Par Meslay, Sablé, et Durtal, l’armée des puants vient mettre le siège devant Angers les 3 et 4 décembre, et doit battre en retraite. Bousculés à Seiches par la cavalerie de Bouin de Marigny, la horde entre dans Baugé le 5, dans la Flèche le 7. Attaqués par Chabot au nord et par Westermann au sud, les royalistes partent le 10 décembre pour le Mans, ville susceptible de leur fournir les approvisionnements dont ils manquent cruellement. Le 12, ils en sont délogés par la division de l’armée des côtes de Cherbourg commandée par Delaistre de Tilly. Le vendredi 13, l’assaut dure un quart d’heure, et les massacres toute la journée.

C’est fini, il n’y a plus d’armée. Chacun s’arrête où il peut pour trouver de quoi manger, et repart sur le champ. Par Craon, Pouancé, la Chapelle-Glain et Saint-Mars-la-Jaille, les royaux atteignent Ancenis le 16 décembre. La Loire est grosse, et des chaloupes canonnières interdisent le passage. Néanmoins, sur des moyens de fortune, beaucoup tentent le franchissement, vite interrompu par les hussards de Westermann. Il faut repartir vers Nort, Blain et Savenay, tombeau des rescapés du périple infernal.

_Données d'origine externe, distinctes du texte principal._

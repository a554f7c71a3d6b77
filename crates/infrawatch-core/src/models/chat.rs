//! 챗봇 모델.

use chrono::{DateTime, Utc};
use serde::{Deserialize, Serialize};

/// 메시지 발신 주체
#[derive(Debug, Clone, Copy, PartialEq, Eq, Serialize, Deserialize)]
#[serde(rename_all = "lowercase")]
pub enum ChatRole {
    User,
    Bot,
    Error,
}

/// 대화 메시지 (순서가 있는 인메모리 시퀀스에 추가됨)
#[derive(Debug, Clone, PartialEq, Serialize, Deserialize)]
pub struct ChatMessage {
    #[serde(default)]
    pub id: String,
    #[serde(rename = "type", alias = "role")]
    pub role: ChatRole,
    /// 구버전 히스토리는 `message` 필드를 쓴다
    #[serde(alias = "message", default)]
    pub content: String,
    #[serde(default)]
    pub timestamp: Option<String>,
    #[serde(default, skip_serializing_if = "Option::is_none")]
    pub context: Option<serde_json::Value>,
}

impl ChatMessage {
    pub fn new(id: impl Into<String>, role: ChatRole, content: impl Into<String>) -> Self {
        Self {
            id: id.into(),
            role,
            content: content.into(),
            timestamp: Some(Utc::now().to_rfc3339()),
            context: None,
        }
    }

    /// 컨텍스트가 비어 있지 않은지
    pub fn has_context(&self) -> bool {
        match &self.context {
            Some(serde_json::Value::Object(map)) => !map.is_empty(),
            Some(serde_json::Value::Null) | None => false,
            Some(_) => true,
        }
    }
}

/// `POST /chat/message` 요청 본문
#[derive(Debug, Clone, Serialize, Deserialize)]
pub struct ChatRequest {
    pub message: String,
    pub context: serde_json::Value,
    pub timestamp: DateTime<Utc>,
}

/// `POST /chat/message` 응답
#[derive(Debug, Clone, Default, PartialEq, Serialize, Deserialize)]
pub struct ChatReply {
    #[serde(default)]
    pub response: String,
    #[serde(default)]
    pub context: Option<serde_json::Value>,
    #[serde(default)]
    pub timestamp: Option<String>,
}
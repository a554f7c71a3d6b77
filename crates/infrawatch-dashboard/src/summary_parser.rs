//! LLM 성능 요약 분류기.
//!
//! 자유 형식 요약을 문장 단위로 나눠 다섯 버킷에 넣는다. 문장마다 아래 순서로
//! 첫 번째로 맞는 규칙 하나만 적용한다.
//!
//! 1. 서버 토큰 + 위험 어휘 → 장애 예측 (전역 서버 이름 기준 중복 제거)
//! 2. 위험 어휘만 → 주요 이슈
//! 3. 권고 어휘 → 권고 사항
//! 4. 서버 토큰만 → 서버 상태 (전역 서버 이름 기준 중복 제거)
//! 5. 나머지 → 개요 문단

use infrawatch_core::filter::Selection;
use infrawatch_core::server_naming::global_name;
use regex::Regex;
use std::collections::HashSet;
use std::sync::OnceLock;

use crate::markdown::InlineText;

struct Patterns {
    header: Regex,
    sentence_end: Regex,
    server: Regex,
    critical: Regex,
    severe: Regex,
    recommendation: Regex,
}

fn patterns() -> &'static Patterns {
    static PATTERNS: OnceLock<Patterns> = OnceLock::new();
    PATTERNS.get_or_init(|| Patterns {
        header: Regex::new(r"#+\s*").expect("header pattern"),
        sentence_end: Regex::new(r"[.!?]+").expect("sentence pattern"),
        server: Regex::new(r"(?i)server\d+").expect("server pattern"),
        critical: Regex::new(
            r"(?i)critical|100%|fluctuating|slow|impacting|high cpu|high memory|performance issues|spikes to 100%|resource exhaustion|failure|risk",
        )
        .expect("critical pattern"),
        severe: Regex::new(r"(?i)critical|100%").expect("severity pattern"),
        recommendation: Regex::new(
            r"(?i)recommend|investigate|implement|expand|address|next steps|consider|restart|analyze|pinpoint",
        )
        .expect("recommendation pattern"),
    })
}

/// 장애 예측 심각도
#[derive(Debug, Clone, Copy, PartialEq, Eq, Hash)]
pub enum Severity {
    Critical,
    High,
}

/// 장애 예측 항목
#[derive(Debug, Clone, PartialEq, Eq)]
pub struct FailurePrediction {
    /// 전역 서버 이름 (예: `prod-server3`)
    pub server: String,
    /// 로컬 서버 ID (소문자)
    pub local_server: String,
    pub issue: InlineText,
    pub severity: Severity,
    pub environment: String,
}

/// 서버 상태 언급
#[derive(Debug, Clone, PartialEq, Eq)]
pub struct ServerHealthNote {
    pub server: String,
    pub local_server: String,
    pub status: InlineText,
    pub environment: String,
}

/// 분류 결과
#[derive(Debug, Clone, Default, PartialEq, Eq)]
pub struct ParsedSummary {
    pub overview: InlineText,
    pub critical_issues: Vec<InlineText>,
    pub server_health: Vec<ServerHealthNote>,
    pub recommendations: Vec<InlineText>,
    pub failure_predictions: Vec<FailurePrediction>,
    pub environment: String,
    pub application: String,
}

impl ParsedSummary {
    /// 장애 예측에 오른 서버의 전역 이름
    pub fn at_risk_servers(&self) -> Vec<String> {
        self.failure_predictions
            .iter()
            .map(|p| p.server.clone())
            .collect()
    }

    pub fn is_empty(&self) -> bool {
        self.overview.is_empty()
            && self.critical_issues.is_empty()
            && self.server_health.is_empty()
            && self.recommendations.is_empty()
            && self.failure_predictions.is_empty()
    }
}

/// 문장 안의 서버 토큰 (소문자, 등장 순)
fn server_tokens(sentence: &str) -> Vec<String> {
    patterns()
        .server
        .find_iter(sentence)
        .map(|m| m.as_str().to_ascii_lowercase())
        .collect()
}

/// 요약 텍스트 분류
pub fn parse_summary(text: &str, selection: &Selection) -> ParsedSummary {
    let p = patterns();
    let mut parsed = ParsedSummary {
        environment: selection.environment.clone(),
        application: selection.application.clone(),
        ..Default::default()
    };
    let mut predicted: HashSet<String> = HashSet::new();
    let mut mentioned: HashSet<String> = HashSet::new();

    let cleaned = p.header.replace_all(text, "");
    for sentence in p.sentence_end.split(cleaned.trim()) {
        let sentence = sentence.trim();
        if sentence.is_empty() {
            continue;
        }

        let servers = server_tokens(sentence);
        let is_critical = p.critical.is_match(sentence);
        let is_recommendation = p.recommendation.is_match(sentence);

        if is_critical && !servers.is_empty() {
            let severity = if p.severe.is_match(sentence) {
                Severity::Critical
            } else {
                Severity::High
            };
            for server in servers {
                let global = global_name(&server, &selection.environment);
                if predicted.insert(global.clone()) {
                    parsed.failure_predictions.push(FailurePrediction {
                        server: global,
                        local_server: server,
                        issue: InlineText::parse(sentence),
                        severity,
                        environment: selection.environment.clone(),
                    });
                }
            }
        } else if is_critical {
            parsed.critical_issues.push(InlineText::parse(sentence));
        } else if is_recommendation {
            parsed.recommendations.push(InlineText::parse(sentence));
        } else if !servers.is_empty() {
            for server in servers {
                let global = global_name(&server, &selection.environment);
                if mentioned.insert(global.clone()) {
                    parsed.server_health.push(ServerHealthNote {
                        server: global,
                        local_server: server,
                        status: InlineText::parse(sentence),
                        environment: selection.environment.clone(),
                    });
                }
            }
        } else {
            parsed.overview.append(InlineText::parse(sentence));
            parsed.overview.push_text(". ");
        }
    }

    parsed
}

Leur sacrifice ne fut pas inutile. Au cours de leur progression dans les départements de la rive droite de la Loire, les Vendéens avaient relevé le flambeau de la contre-révolution, provoqué la levée et l’organisation des insurgés et fourni des armes récupérées sur les champs de bataille. La chouannerie allait reprendre le flambeau et tenir la dragée haute aux armées républicaines jusqu’en janvier 1800. Le ralliement de Jean Cottereau fit connaître son sobriquet Chouan, qui, repris par les généraux, les représentants en mission et les officiers municipaux allait se répandre et supplanter l’appellation de Vendéen, y compris dans la Vendée militaire.